CRYSTAL COAL & COKE COMPANY et al., Plffs. in Err.

West Virginia Supreme Court of Appeals — February 17, 1920.

(W. Va., 102 S. E. 265.)

Joint debtors -tort-feasors acting independently.

.

1. Two or more tort-feasors acting independently, without concert, collusion, or pursuit of a common design, in the perpetration of like wrongful acts at the same time, working like injury to the same subject, are not jointly liable for injury subsequently resulting to any person from combination of the consequences of such wrongful acts by the operation of natural causes.

[See note on this question beginning on page 939.]

-joint liability.

2. In the case of wholly independent action of tort-feasors, there is no joint liability, nor liability of one of them for entire damages, except in those instances in which the injury results immediately or directly from the coincident and contemporaneous wrongful acts.

[See 26 R. C. L. 763.] - pollution of stream.
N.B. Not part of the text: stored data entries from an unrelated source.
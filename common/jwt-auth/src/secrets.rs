use std::collections::HashMap;
use std::fmt;
use std::sync::Arc;

use jsonwebtoken::{Algorithm, DecodingKey};

use crate::error::{AuthError, AuthResult, ConfigError};

/// Raw signing secret for one location: an HMAC secret, or a PEM public key
/// for the asymmetric algorithms.
#[derive(Clone, PartialEq, Eq)]
pub enum SecretMaterial {
    Text(String),
    Bytes(Vec<u8>),
}

impl SecretMaterial {
    pub fn as_bytes(&self) -> &[u8] {
        match self {
            SecretMaterial::Text(text) => text.as_bytes(),
            SecretMaterial::Bytes(bytes) => bytes,
        }
    }

    pub fn is_empty(&self) -> bool {
        self.as_bytes().is_empty()
    }
}

impl fmt::Debug for SecretMaterial {
    fn fmt(&self, f: &mut fmt::Formatter<'_>) -> fmt::Result {
        f.write_str("SecretMaterial(<redacted>)")
    }
}

impl From<&str> for SecretMaterial {
    fn from(value: &str) -> Self {
        Self::Text(value.to_string())
    }
}

impl From<String> for SecretMaterial {
    fn from(value: String) -> Self {
        Self::Text(value)
    }
}

impl From<Vec<u8>> for SecretMaterial {
    fn from(value: Vec<u8>) -> Self {
        Self::Bytes(value)
    }
}

impl From<&[u8]> for SecretMaterial {
    fn from(value: &[u8]) -> Self {
        Self::Bytes(value.to_vec())
    }
}

/// Maps a location id to the key its tokens are verified with.
///
/// The location id comes straight from the request and is not authenticated
/// before it selects a key.
pub trait SecretResolver: Send + Sync {
    fn lookup(&self, location_id: &str) -> Option<&DecodingKey>;

    fn resolve(&self, location_id: Option<&str>) -> AuthResult<&DecodingKey> {
        let location_id = location_id
            .filter(|id| !id.trim().is_empty())
            .ok_or(AuthError::MissingTenant)?;
        self.lookup(location_id)
            .ok_or_else(|| AuthError::UnknownTenant(location_id.to_string()))
    }
}

/// Immutable location → key map, shared across requests without locking.
#[derive(Clone, Default)]
pub struct SecretStore {
    keys: Arc<HashMap<String, DecodingKey>>,
}

impl SecretStore {
    pub fn new() -> Self {
        Self::default()
    }

    /// Build decoding keys for every location up front so a bad secret fails
    /// at startup instead of on the first request.
    pub fn from_secrets<I, K, S>(algorithm: Algorithm, secrets: I) -> Result<Self, ConfigError>
    where
        I: IntoIterator<Item = (K, S)>,
        K: Into<String>,
        S: Into<SecretMaterial>,
    {
        let mut keys = HashMap::new();
        for (location_id, material) in secrets {
            let location_id = location_id.into();
            if location_id.trim().is_empty() {
                return Err(ConfigError::BlankLocation);
            }
            let key = decoding_key(algorithm, &location_id, &material.into())?;
            keys.insert(location_id, key);
        }
        Ok(Self {
            keys: Arc::new(keys),
        })
    }

    pub fn contains(&self, location_id: &str) -> bool {
        self.keys.contains_key(location_id)
    }

    pub fn len(&self) -> usize {
        self.keys.len()
    }

    pub fn is_empty(&self) -> bool {
        self.keys.is_empty()
    }

    pub fn locations(&self) -> Vec<&str> {
        let mut locations = self.keys.keys().map(String::as_str).collect::<Vec<_>>();
        locations.sort_unstable();
        locations
    }
}

impl SecretResolver for SecretStore {
    fn lookup(&self, location_id: &str) -> Option<&DecodingKey> {
        self.keys.get(location_id)
    }
}

impl fmt::Debug for SecretStore {
    fn fmt(&self, f: &mut fmt::Formatter<'_>) -> fmt::Result {
        f.debug_struct("SecretStore")
            .field("locations", &self.locations())
            .finish()
    }
}

fn decoding_key(
    algorithm: Algorithm,
    location_id: &str,
    material: &SecretMaterial,
) -> Result<DecodingKey, ConfigError> {
    if material.is_empty() {
        return Err(ConfigError::EmptySecret(location_id.to_string()));
    }
    let bytes = material.as_bytes();
    let parsed = match algorithm {
        Algorithm::HS256 | Algorithm::HS384 | Algorithm::HS512 => {
            return Ok(DecodingKey::from_secret(bytes));
        }
        Algorithm::RS256
        | Algorithm::RS384
        | Algorithm::RS512
        | Algorithm::PS256
        | Algorithm::PS384
        | Algorithm::PS512 => DecodingKey::from_rsa_pem(bytes),
        Algorithm::ES256 | Algorithm::ES384 => DecodingKey::from_ec_pem(bytes),
        _ => DecodingKey::from_ed_pem(bytes),
    };
    parsed.map_err(|err| ConfigError::KeyParse(location_id.to_string(), err.to_string()))
}

#[cfg(test)]
mod tests {
    use super::*;

    fn store() -> SecretStore {
        SecretStore::from_secrets(
            Algorithm::HS256,
            [("loc_42", "s3cr3t"), ("loc_7", "another")],
        )
        .expect("store")
    }

    #[test]
    fn resolves_known_location() {
        let store = store();
        assert!(store.resolve(Some("loc_42")).is_ok());
        assert_eq!(store.locations(), vec!["loc_42", "loc_7"]);
    }

    #[test]
    fn missing_or_blank_location_is_missing_tenant() {
        let store = store();
        assert!(matches!(store.resolve(None), Err(AuthError::MissingTenant)));
        assert!(matches!(store.resolve(Some("")), Err(AuthError::MissingTenant)));
        assert!(matches!(store.resolve(Some("   ")), Err(AuthError::MissingTenant)));
    }

    #[test]
    fn unregistered_location_is_unknown_tenant() {
        let store = store();
        match store.resolve(Some("loc_99")) {
            Err(err) => assert_eq!(err, AuthError::UnknownTenant("loc_99".to_string())),
            Ok(_) => panic!("loc_99 should not resolve"),
        }
    }

    #[test]
    fn empty_secret_fails_at_startup() {
        let err = SecretStore::from_secrets(Algorithm::HS256, [("loc_1", "")])
            .expect_err("empty secret");
        assert!(matches!(err, ConfigError::EmptySecret(loc) if loc == "loc_1"));
    }

    #[test]
    fn garbage_pem_fails_at_startup() {
        let err = SecretStore::from_secrets(Algorithm::RS256, [("loc_1", "not a pem")])
            .expect_err("bad pem");
        assert!(matches!(err, ConfigError::KeyParse(loc, _) if loc == "loc_1"));
    }

    #[test]
    fn debug_output_never_contains_secrets() {
        let rendered = format!("{:?}", store());
        assert!(rendered.contains("loc_42"));
        assert!(!rendered.contains("s3cr3t"));
        assert_eq!(
            format!("{:?}", SecretMaterial::from("s3cr3t")),
            "SecretMaterial(<redacted>)"
        );
    }
}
3. Two or more persons who, acting separately and independently, have wrongfully cast in a stream coal, cinder, and other materials and polluted and defiled it, in consequence of which the property of a riparian owner has been injured and damaged, are not jointly liable for the damages so wrought, nor is any one of them liable for such damages in their entirety. [See 26 R. C. L. 764.]

Decision overruled.

4. In so far as the decision in Day v. Louisville Coal & Coke Co. 60 W. Va. 27, conflicts with the propositions above stated, it is disapproved and overruled.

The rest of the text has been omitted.